Merge skin Lock Poker has dropped its former golden boy, José ‘Girah’ Macedo, from its Lock Pro roster following revelations that he’d been cheating other online poker players. Again. If you haven’t been following the Macedo scandal, you’re missing out on a full life, truly. It makes the television series Lost look plausible. Poker forum 2+2 keeps providing stellar Cliff notes on the tale, but the details are unfolding so quickly, that link may have already been superseded by another.

 

In addition to Macedo losing his Lock gig, Haseeb ‘Dogishead’ Qureshi was dropped by poker coaching site CardRunners. The ax fell after Qureshi admitted on his blog that (among other things) he was the one who’d played on Macedo’s Lock account during the Bluff/Lock Poker Challenge (and for which Macedo was ultimately disqualified). Then, in an exclusive interview with Bluff Magazine, Qureshi claimed that he had also chip-dumped $100k to Macedo on Lock using the screen name “SamChauhan” because Qureshi was backing Macedo and this was the easiest way of getting Macedo the sum he’d been promised.

Though the dump occurred two days before the close of the Lock Poker Challenge, and thus was instrumental in Macedo’s (temporary) victory, Qureshi claims not to have known the contest was still in play at the time.

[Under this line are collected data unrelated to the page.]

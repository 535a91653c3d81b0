//! Type-state IMAP client.
//!
//! - `NotAuthenticated`: greeting read
//! - `Authenticated`: after LOGIN
//! - `Selected`: after SELECT/EXAMINE
//!
//! Each state only exposes the commands valid in it, and state changes
//! consume the client.

#![allow(clippy::missing_errors_doc)]

mod authenticated;
mod not_authenticated;
mod selected;
mod states;

use std::marker::PhantomData;

use tokio::io::{AsyncRead, AsyncWrite};

pub use self::selected::FetchStream;
pub use self::states::{Authenticated, NotAuthenticated, Selected};
use super::framed::{FramedStream, ResponseAccumulator};
use crate::command::{Command, TagGenerator};
use crate::parser::{Response, ResponseParser};
use crate::types::Status;
use crate::{Error, Result};

/// IMAP client with its connection state tracked in the type.
pub struct Client<S, State> {
    pub(crate) stream: FramedStream<S>,
    pub(crate) tag_gen: TagGenerator,
    pub(crate) capabilities: Vec<String>,
    _state: PhantomData<State>,
}

impl<S, State> std::fmt::Debug for Client<S, State> {
    fn fmt(&self, f: &mut std::fmt::Formatter<'_>) -> std::fmt::Result {
        f.debug_struct("Client")
            .field("tag_gen", &self.tag_gen)
            .field("capabilities", &self.capabilities)
            .finish_non_exhaustive()
    }
}

impl<S, State> Client<S, State>
where
    S: AsyncRead + AsyncWrite + Unpin,
{
    /// Server capabilities as last announced.
    #[must_use]
    pub fn capabilities(&self) -> &[String] {
        &self.capabilities
    }

    /// Moves the connection into another state.
    fn transition<Next>(self) -> Client<S, Next> {
        Client {
            stream: self.stream,
            tag_gen: self.tag_gen,
            capabilities: self.capabilities,
            _state: PhantomData,
        }
    }

    /// Sends a command and returns its tag.
    pub(crate) async fn send(&mut self, command: &Command) -> Result<String> {
        let tag = self.tag_gen.next_tag();
        tracing::trace!(%tag, ?command, "sending IMAP command");
        self.stream.write_command(&command.serialize(&tag)).await?;
        Ok(tag)
    }

    /// Sends a command and collects every response through its completion.
    pub(crate) async fn execute(&mut self, command: &Command) -> Result<Vec<Vec<u8>>> {
        let tag = self.send(command).await?;
        let responses = ResponseAccumulator::new(tag.as_str())
            .read_until_tagged(&mut self.stream)
            .await?;
        Self::check_tagged_ok(&responses, &tag)?;
        Ok(responses)
    }

    /// Checks that the completion for `tag` is OK.
    pub(crate) fn check_tagged_ok(responses: &[Vec<u8>], tag: &str) -> Result<()> {
        responses
            .iter()
            .rev()
            .find_map(|bytes| match ResponseParser::parse(bytes) {
                Ok(Response::Tagged {
                    tag: resp_tag,
                    status,
                    text,
                    ..
                }) if resp_tag.as_str() == tag => Some(status_to_result(status, text)),
                _ => None,
            })
            .unwrap_or_else(|| Err(Error::Protocol("missing tagged response".to_string())))
    }

    /// Sends LOGOUT and drops the connection. The reply is not required.
    pub async fn logout(mut self) -> Result<()> {
        let tag = self.send(&Command::Logout).await?;
        if let Err(e) = ResponseAccumulator::new(tag)
            .read_until_tagged(&mut self.stream)
            .await
        {
            tracing::debug!(error = %e, "connection closed during LOGOUT");
        }
        Ok(())
    }
}

/// Maps a completion status to a result.
pub(crate) fn status_to_result(status: Status, text: String) -> Result<()> {
    match status {
        Status::Ok | Status::PreAuth => Ok(()),
        Status::No => Err(Error::No(text)),
        Status::Bad => Err(Error::Bad(text)),
        Status::Bye => Err(Error::Bye(text)),
    }
}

Qureshi also doubled down on his denial that he had any advance knowledge of Macedo cheating other players. (Qureshi has since put up a fairly self-serving ‘farewell’ blog post saying he’s tired of the speculation, so he’s leaving the game of poker forever, choosing instead to wander the world and have adventures, like David Carradine in the old Kung Fu series.)

Many 2+2 posters have questioned Qureshi’s claim that creating a fresh account on Lock, funding it with $100k and then chip-dumping it to Macedo was somehow more expedient than simply wiring or transferring the money to one of Lock’s own pro players. Questions have also been raised as to why Lock cited the multi-accounting incident as justification for disqualifying Macedo from the Lock Poker Challenge, and not the obvious chip-dumping that had taken place. Especially since Lock claimed at the time to have done a comprehensive audit of Macedo’s account after the multi-account allegations first surfaced – in which the $100k swing should have stood out like a sore thumb.

In another exclusive interview, Bluff spoke with Dan ‘Jungleman12’ Cates. Cates had been one of Macedo’s early public champions, as Qureshi had been to the point where the three players had planned to move in together in Macedo’s native Portugal. Cates also denies any advance knowledge of Macedo’s chicanery, and vouched for Qureshi’s innocence as well. As for the remote coaching method by which Macedo cheated the other players, Cates admitted that under such a system, “safety protocols do not really exist.”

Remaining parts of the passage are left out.